Her parents were Jean-Mathieu Antier and Marie-Anne Mazoyer.
Her uncle was the Abbé Joseph-François Hanthié (or Antier).
She was the fifth child of the family, and was born a few weeks after her father had died.
Her family was prosperous and deeply Christian.
Her sister Jeanne-Marie Antier would become the superior general of the Le Puy school of Christian instruction, and was a close friend of Mother Marie Rivier (died 1854), founder of the Congrégation de la Présentation de Bourg Saint-Andéol.
Another sister, Agathe, became an Ursuline nun.
The family moved to Varennes to live with an uncle, a refractory priest.
Reine Antier attended the school of the Dames de l'Instruction au Puy, where her sister was a nun.
She entered the abbey of the Ursulines of Saint-Chamond, where her other sister was a nun.
However, she decided the order did not suit her.


Société de l'Instruction du Puy
Reine Antier returned to the Société de l'Instruction du Saint-Enfant-Jésus du Puy.
This congregation had been founded in Le Puy-en-Velay in 1667 by Anne-Marie Martel and two priests from Saint-Sulpice.

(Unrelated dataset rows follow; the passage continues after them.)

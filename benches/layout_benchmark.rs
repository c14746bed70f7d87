//! Benchmarks for the layout reconstruction hot path.

use criterion::{black_box, criterion_group, criterion_main, BenchmarkId, Criterion};

use pdfreflow::{
    classify_direction, cluster_glyphs, Glyph, LayoutDirection, MergePolicy, Passthrough,
};

/// Build a synthetic vertical page: `columns` columns of `rows` 16pt glyphs.
fn synthetic_page(columns: usize, rows: usize) -> Vec<Glyph> {
    let mut glyphs = Vec::with_capacity(columns * rows);
    for col in 0..columns {
        let x0 = 60.0 + col as f32 * 24.0;
        for row in 0..rows {
            let top = 40.0 + row as f32 * 17.0;
            glyphs.push(Glyph::new(
                "觀",
                x0,
                x0 + 16.0,
                top,
                top + 16.0,
                16.0,
                "ABCDEF+SimSun",
            ));
        }
    }
    glyphs
}

fn bench_classify(c: &mut Criterion) {
    let page = synthetic_page(20, 30);
    c.bench_function("classify_direction_600_glyphs", |b| {
        b.iter(|| classify_direction(black_box(&page)))
    });
}

fn bench_cluster(c: &mut Criterion) {
    let mut group = c.benchmark_group("cluster_glyphs");
    for columns in [5usize, 20, 40] {
        let page = synthetic_page(columns, 30);
        group.bench_with_input(BenchmarkId::from_parameter(columns), &page, |b, page| {
            b.iter(|| cluster_glyphs(LayoutDirection::Vertical, black_box(page.clone())))
        });
    }
    group.finish();
}

fn bench_full_page(c: &mut Criterion) {
    let page = synthetic_page(20, 30);
    c.bench_function("process_page_600_glyphs", |b| {
        b.iter(|| {
            pdfreflow::pipeline::process_page(
                1,
                black_box(page.clone()),
                MergePolicy::Styled,
                &Passthrough,
            )
        })
    });
}

criterion_group!(benches, bench_classify, bench_cluster, bench_full_page);
criterion_main!(benches);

The nuns were engaged in the education and religious instruction of young women.
On 3 January 1823 Reine Antier devoted herself to the service of God in the Société de l’Instruction du Saint-Enfant-Jésus du Puy.

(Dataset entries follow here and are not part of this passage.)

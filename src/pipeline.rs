//! Page extraction driver.
//!
//! Pulls glyphs from a [`GlyphSource`], applies the size-band pre-filter,
//! runs the layout core per page, and assembles a [`TextDocument`]. Pages are
//! independent; processing is page-parallel by default with output
//! re-assembled in source order.

use rayon::prelude::*;

use crate::error::Result;
use crate::layout::{classify_direction, cluster_glyphs, merge_cluster, MergePolicy};
use crate::model::{EmptyReason, Glyph, PageText, TextDocument};
use crate::source::GlyphSource;
use crate::translit::Transliterator;

/// Accepted size band for commentary glyphs, in points.
pub const COMMENTARY_BAND: std::ops::RangeInclusive<f32> = 12.5..=13.5;

/// Accepted size band for scripture glyphs, in points.
pub const SCRIPTURE_BAND: std::ops::RangeInclusive<f32> = 15.5..=16.5;

/// Whether a glyph size falls in one of the two accepted bands.
///
/// The source material sets scripture at 16pt and commentary at 13pt; glyphs
/// outside both bands (page furniture, folio marks) are discarded before
/// layout analysis.
pub fn in_size_band(size: f32) -> bool {
    COMMENTARY_BAND.contains(&size) || SCRIPTURE_BAND.contains(&size)
}

/// Options controlling page selection and processing.
#[derive(Debug, Clone)]
pub struct ExtractOptions {
    /// Number of leading pages to skip (front matter).
    pub skip_pages: u32,
    /// Cap on the number of pages considered, front matter included.
    pub max_pages: Option<u32>,
    /// Run-merging policy.
    pub policy: MergePolicy,
    /// Process pages in parallel.
    pub parallel: bool,
    /// Title attached to the resulting document.
    pub title: Option<String>,
}

impl ExtractOptions {
    /// Create options with defaults.
    pub fn new() -> Self {
        Self::default()
    }

    /// Skip the first `n` pages.
    pub fn skip_pages(mut self, n: u32) -> Self {
        self.skip_pages = n;
        self
    }

    /// Consider at most `n` pages of the source.
    pub fn max_pages(mut self, n: u32) -> Self {
        self.max_pages = Some(n);
        self
    }

    /// Set the run-merging policy.
    pub fn with_policy(mut self, policy: MergePolicy) -> Self {
        self.policy = policy;
        self
    }

    /// Disable parallel page processing.
    pub fn sequential(mut self) -> Self {
        self.parallel = false;
        self
    }

    /// Set the document title.
    pub fn with_title(mut self, title: impl Into<String>) -> Self {
        self.title = Some(title.into());
        self
    }
}

impl Default for ExtractOptions {
    fn default() -> Self {
        Self {
            skip_pages: 0,
            max_pages: None,
            policy: MergePolicy::Styled,
            parallel: true,
            title: None,
        }
    }
}

/// Reconstruct the selected pages of a source into a document.
///
/// A page with no glyphs, or none surviving the size bands, becomes a
/// placeholder page; any source failure aborts the run with the underlying
/// error.
pub fn extract<S, T>(source: &S, translit: &T, options: &ExtractOptions) -> Result<TextDocument>
where
    S: GlyphSource + Sync + ?Sized,
    T: Transliterator + Sync + ?Sized,
{
    let total = source.page_count();
    let last = options.max_pages.map_or(total, |cap| cap.min(total));
    let first = options.skip_pages + 1;

    let mut doc = TextDocument {
        title: options.title.clone(),
        pages: Vec::new(),
    };
    if first > last {
        log::info!("no pages selected (source has {} pages)", total);
        return Ok(doc);
    }

    let numbers: Vec<u32> = (first..=last).collect();
    log::info!(
        "reflowing pages {}..{} of {} ({} selected)",
        first,
        last,
        total,
        numbers.len()
    );

    let pages: Vec<PageText> = if options.parallel && numbers.len() > 1 {
        numbers
            .par_iter()
            .map(|&number| {
                let glyphs = source.page_glyphs(number)?;
                let page = process_page(number, glyphs, options.policy, translit);
                log::debug!("processed page {}", number);
                Ok(page)
            })
            .collect::<Result<Vec<_>>>()?
    } else {
        let mut pages = Vec::with_capacity(numbers.len());
        for (i, &number) in numbers.iter().enumerate() {
            let glyphs = source.page_glyphs(number)?;
            pages.push(process_page(number, glyphs, options.policy, translit));
            log::info!("processed {}/{} pages", i + 1, numbers.len());
        }
        pages
    };

    doc.pages = pages;
    Ok(doc)
}

/// Run the layout core over one page's glyphs.
pub fn process_page<T: Transliterator + ?Sized>(
    number: u32,
    glyphs: Vec<Glyph>,
    policy: MergePolicy,
    translit: &T,
) -> PageText {
    if glyphs.is_empty() {
        return PageText::empty(number, EmptyReason::NoGlyphs);
    }

    let banded: Vec<Glyph> = glyphs
        .into_iter()
        .filter(|g| in_size_band(g.size))
        .collect();
    if banded.is_empty() {
        return PageText::empty(number, EmptyReason::NoBandGlyphs);
    }

    let direction = classify_direction(&banded);
    log::debug!("page {}: {:?}, {} glyphs in band", number, direction, banded.len());

    let lines = cluster_glyphs(direction, banded)
        .iter()
        .map(|cluster| merge_cluster(direction, cluster, policy, translit))
        .filter(|line| line.has_text())
        .collect();

    PageText::content(number, direction, lines)
}
//! The positioned-character record consumed from the external PDF text layer.

use serde::{Deserialize, Serialize};

/// One decoded character with geometry and font metadata.
///
/// Coordinates follow the extraction layer's convention: `x0`/`x1` are the
/// horizontal extent (left/right), `top`/`bottom` the vertical extent with
/// `top` increasing downward. Immutable once produced; scoped to one page.
#[derive(Debug, Clone, PartialEq, Serialize, Deserialize)]
pub struct Glyph {
    /// The character (or ligature) text.
    pub text: String,
    /// Left edge in points.
    pub x0: f32,
    /// Right edge in points.
    pub x1: f32,
    /// Top edge in points.
    pub top: f32,
    /// Bottom edge in points.
    pub bottom: f32,
    /// Font size in points.
    pub size: f32,
    /// Raw font name, possibly carrying a subset prefix (e.g. "ABCDEF+SimSun").
    pub fontname: String,
}

impl Glyph {
    /// Create a new glyph.
    pub fn new(
        text: impl Into<String>,
        x0: f32,
        x1: f32,
        top: f32,
        bottom: f32,
        size: f32,
        fontname: impl Into<String>,
    ) -> Self {
        Self {
            text: text.into(),
            x0,
            x1,
            top,
            bottom,
            size,
            fontname: fontname.into(),
        }
    }

    /// Width of the glyph box in points.
    pub fn width(&self) -> f32 {
        self.x1 - self.x0
    }

    /// Height of the glyph box in points.
    pub fn height(&self) -> f32 {
        self.bottom - self.top
    }
}
//! Traditional-to-Simplified conversion boundary.
//!
//! The conversion itself is an external concern; the pipeline only needs a
//! total, synchronous mapping over run text. [`Passthrough`] keeps the text
//! as-is, [`CharTable`] applies a per-character mapping loaded from a JSON
//! object file (`{"觀": "观", ...}`) exported from a real conversion service.

use std::collections::HashMap;
use std::path::Path;

use crate::error::{Error, Result};

/// Per-run text conversion applied before rendering.
pub trait Transliterator {
    /// Convert one run of text. Must be total over valid text input.
    fn convert(&self, text: &str) -> String;
}

/// Identity conversion.
#[derive(Debug, Clone, Copy, Default)]
pub struct Passthrough;

impl Transliterator for Passthrough {
    fn convert(&self, text: &str) -> String {
        text.to_string()
    }
}

/// Character-for-character mapping table.
#[derive(Debug, Clone, Default)]
pub struct CharTable {
    map: HashMap<char, char>,
}

impl CharTable {
    /// Create an empty table (behaves like [`Passthrough`]).
    pub fn new() -> Self {
        Self::default()
    }

    /// Build a table from `(from, to)` character pairs.
    pub fn from_pairs<I: IntoIterator<Item = (char, char)>>(pairs: I) -> Self {
        Self {
            map: pairs.into_iter().collect(),
        }
    }

    /// Load a table from a JSON object file mapping single characters to
    /// single characters.
    pub fn load<P: AsRef<Path>>(path: P) -> Result<Self> {
        let path = path.as_ref();
        if !path.exists() {
            return Err(Error::MissingInput(path.to_path_buf()));
        }
        let data = std::fs::read(path)?;
        Self::from_json(&data)
    }

    /// Parse a table from JSON object bytes.
    pub fn from_json(data: &[u8]) -> Result<Self> {
        let raw: HashMap<String, String> = serde_json::from_slice(data)
            .map_err(|e| Error::Mapping(format!("invalid mapping file: {}", e)))?;

        let mut map = HashMap::with_capacity(raw.len());
        for (from, to) in raw {
            let from = single_char(&from)?;
            let to = single_char(&to)?;
            map.insert(from, to);
        }
        Ok(Self { map })
    }

    /// Number of mapped characters.
    pub fn len(&self) -> usize {
        self.map.len()
    }

    pub fn is_empty(&self) -> bool {
        self.map.is_empty()
    }
}

fn single_char(s: &str) -> Result<char> {
    let mut chars = s.chars();
    match (chars.next(), chars.next()) {
        (Some(c), None) => Ok(c),
        _ => Err(Error::Mapping(format!(
            "mapping entries must be single characters, got {:?}",
            s
        ))),
    }
}

impl Transliterator for CharTable {
    fn convert(&self, text: &str) -> String {
        text.chars()
            .map(|c| *self.map.get(&c).unwrap_or(&c))
            .collect()
    }
}

#[cfg(test)]
mod tests {
    use super::*;

    #[test]
    fn test_passthrough() {
        assert_eq!(Passthrough.convert("觀自在菩薩"), "觀自在菩薩");
    }

    #[test]
    fn test_char_table_maps_known_chars() {
        let table = CharTable::from_pairs([('觀', '观'), ('薩', '萨')]);
        assert_eq!(table.convert("觀自在菩薩"), "观自在菩萨");
    }

    #[test]
    fn test_char_table_from_json() {
        let table = CharTable::from_json(r#"{"楞": "楞", "嚴": "严"}"#.as_bytes()).unwrap();
        assert_eq!(table.len(), 2);
        assert_eq!(table.convert("楞嚴經"), "楞严經");
    }

    #[test]
    fn test_char_table_rejects_multichar_entries() {
        let err = CharTable::from_json(br#"{"ab": "c"}"#).unwrap_err();
        assert!(matches!(err, Error::Mapping(_)));
    }
}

She took the name of Sister Augustine.
As a novice in the Society she was given charge of a local girls' school, where her ability became clear.
She was then assigned to teach in the parish of Saint-Didier-la-Séauve on the border of the diocese, where she spent 20 years.
She then taught at Tence, Lempdes and Yssingeaux.


Move to Chauffailles

On 31 October 1846 Sister Augustine moved to Chauffailles, Saône-et-Loire, with five other nuns from the Société de l'Instruction.
She had been sent by her superior to take charge of the girls' school there under the Diocese of Autun.
They replaced the nuns of Saint-Joseph de Cluny, who had retired from the school the year before.
In the first years she and the other nuns opened a nursery for children who would be alone while their parents worked in the fields or wove cloth.
They tried to train the girls as Christians and good mothers.
Mother Augustine soon saw the need to evangelise the whole family, and created gatherings for girls, women and men.
The Abbé Lainent, the parish priest, obtained permission for her to run the local hospice and to establish a novitiate at Chauffailles.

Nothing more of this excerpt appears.